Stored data
* * *
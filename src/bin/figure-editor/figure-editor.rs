use macroquad::prelude::*;
use genmap::GenMap;

use stales_figure_editor::{
    common_traits::*,
    config::EditorConfig,
    figure::Figure,
    point::{pt, Point},
    utils,
};

use std::{env, process};

mod command;
use command::Command;

#[derive(Debug, Clone, Copy, PartialEq, Eq)]
pub enum InputMode {
    Idle,
    Drawing(genmap::Handle),
}

pub struct State {
    pub figures: GenMap<Figure>,
    /// Insertion order; hit tests walk it front to back.
    pub order: Vec<genmap::Handle>,
    pub config: EditorConfig,
    pub input_mode: InputMode,
    pub selected: Option<genmap::Handle>,
    pub clear_color: Color,
    pub default_color: Color,
    pub prev_mouse_pos: (f32, f32),
    canvas: Image,
    texture: Texture2D,
    dirty: bool,
}

impl State {
    fn new(config: EditorConfig) -> Self {
        let clear_color = Color::new(0.08, 0.08, 0.1, 1.0);
        let canvas = Image::gen_image_color(config.width as u16, config.height as u16, clear_color);
        let texture = Texture2D::from_image(&canvas);
        texture.set_filter(FilterMode::Nearest);
        Self {
            figures: GenMap::with_capacity(64),
            order: vec![],
            input_mode: InputMode::Idle,
            selected: None,
            clear_color,
            default_color: utils::contrasting(clear_color),
            prev_mouse_pos: mouse_position(),
            canvas,
            texture,
            dirty: true,
            config,
        }
    }

    fn figures_in_order(&self) -> impl Iterator<Item = (genmap::Handle, &Figure)> {
        self.order.iter().filter_map(|h| self.figures.get(*h).map(|f| (*h, f)))
    }

    fn run(&mut self, cmd: &dyn Command<State>) {
        log::debug!("running {cmd:?}");
        match cmd.run(self) {
            Ok(()) => self.dirty = true,
            Err(e) => log::warn!("{cmd:?} failed: {e}"),
        }
    }

    /// Turns a left click into an edit.
    fn click(&mut self, at: Point) {
        if let InputMode::Drawing(handle) = self.input_mode {
            let closes = self.figures
                             .get(handle)
                             .map_or(false, |f| f.vertex_count() > 2 && f.find_vertex_near(at) == Some(f.first_vertex()));
            if closes {
                self.run(&command::FinishFigure);
            } else {
                self.run(&command::AddVertex { figure: handle, at });
            }
            return;
        }

        let edge_hit = self.figures_in_order().find_map(|(h, f)| {
            if f.find_vertex_near(at).is_some() { return None; }
            f.find_edge_near(at, f.vertex_radius().max(4)).map(|edge| (h, edge))
        });
        if let Some((figure, edge)) = edge_hit {
            self.run(&command::InsertVertex { figure, at, edge });
            return;
        }

        let vertex_hit = self.figures_in_order().find(|(_, f)| f.find_vertex_near(at).is_some()).map(|(h, _)| h);
        let inside_hit = self.figures_in_order().find(|(_, f)| f.contains_point(at)).map(|(h, _)| h);
        match vertex_hit.or(inside_hit) {
            Some(h) => self.run(&command::Select(Some(h))),
            None => self.run(&command::NewFigure { at }),
        }
    }

    fn redraw(&mut self) {
        if !self.dirty { return; }
        self.canvas = Image::gen_image_color(self.canvas.width, self.canvas.height, self.clear_color);
        for handle in &self.order {
            if let Some(figure) = self.figures.get(*handle) {
                figure.render(&mut self.canvas, self.config.show_vertices);
            }
        }
        self.texture.update(&self.canvas);
        self.dirty = false;
    }

    fn text_digest(&self) -> String {
        let figure_cnt = self.order.len();
        let vertex_cnt = self.figures_in_order().map(|(_, f)| f.vertex_count()).sum::<usize>();
        let frametime = get_frame_time();
        format!(r"
num. of figures: {figure_cnt}
num. of vertices: {vertex_cnt}
input mode: {:?}
frametime: {frametime}
", self.input_mode)
    }
}

#[macroquad::main("figure-editor")]
async fn main() {
    let config = match EditorConfig::from_args(env::args().skip(1)) {
        Ok(config) => config,
        Err(e) => {
            eprintln!("figure-editor: {e}");
            eprintln!("usage: figure-editor [width] [height] [thickness] [verbosity]");
            process::exit(2);
        }
    };

    if let Err(e) = stderrlog::new()
        .module(module_path!())
        .module("stales_figure_editor")
        .verbosity(config.verbosity)
        .init()
    {
        eprintln!("figure-editor: couldn't set up logging: {e}");
    }

    request_new_screen_size(config.width as f32, config.height as f32);
    log::info!("{}x{} canvas, stroke thickness {}", config.width, config.height, config.stroke_thickness);

    let mut state = State::new(config);

    loop {
        if is_quit_requested() { break }
        clear_background(state.clear_color);

        { // input handling
            let mouse_pos = mouse_position();
            if mouse_pos != state.prev_mouse_pos {
                log::trace!("pos {},{}", mouse_pos.0, mouse_pos.1);
                state.prev_mouse_pos = mouse_pos;
            }
            let at = pt(mouse_pos.0 as i32, mouse_pos.1 as i32);

            if is_mouse_button_pressed(MouseButton::Left) {
                log::debug!("clicked {},{}", at.x, at.y);
                state.click(at);
            }
            if is_mouse_button_pressed(MouseButton::Right) || is_key_pressed(KeyCode::Escape) {
                state.run(&command::FinishFigure);
            }
            if is_key_pressed(KeyCode::Delete) || is_key_pressed(KeyCode::Backspace) {
                if let Some(figure) = state.selected {
                    state.run(&command::RemoveFigure { figure });
                }
            }
            if is_key_pressed(KeyCode::V) {
                state.config.show_vertices = !state.config.show_vertices;
                state.dirty = true;
            }
            if is_key_pressed(KeyCode::K) {
                state.config.random_colors = !state.config.random_colors;
                log::info!("random colours {}", if state.config.random_colors { "on" } else { "off" });
            }
            if let Some(figure) = state.selected {
                if is_key_pressed(KeyCode::T) {
                    state.run(&command::Thicken { figure });
                }
                if is_key_pressed(KeyCode::C) {
                    state.run(&command::Recolor { figure });
                }
            }
        }

        state.redraw();
        draw_texture(&state.texture, 0.0, 0.0, WHITE);

        if let Some(figure) = state.selected.and_then(|h| state.figures.get(h)) {
            let aabb = figure.compute_aabb();
            draw_rectangle_lines(aabb.min.x as f32, aabb.min.y as f32,
                                 aabb.width() as f32, aabb.height() as f32,
                                 1.0, GRAY);
        }

        draw_text(&format!("Input mode: {:?}", state.input_mode), 20.0, 20.0, 24.0, DARKGRAY);

        if is_key_released(KeyCode::R) {
            println!("{}", state.text_digest())
        }
        next_frame().await
    }
}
* * *
What you have to do :: Lines above with "else" in them are the ones to copy.

Answer to this exercise ::
            } else {
                log::info!("random colours {}", if state.config.random_colors { "on" } else { "off" });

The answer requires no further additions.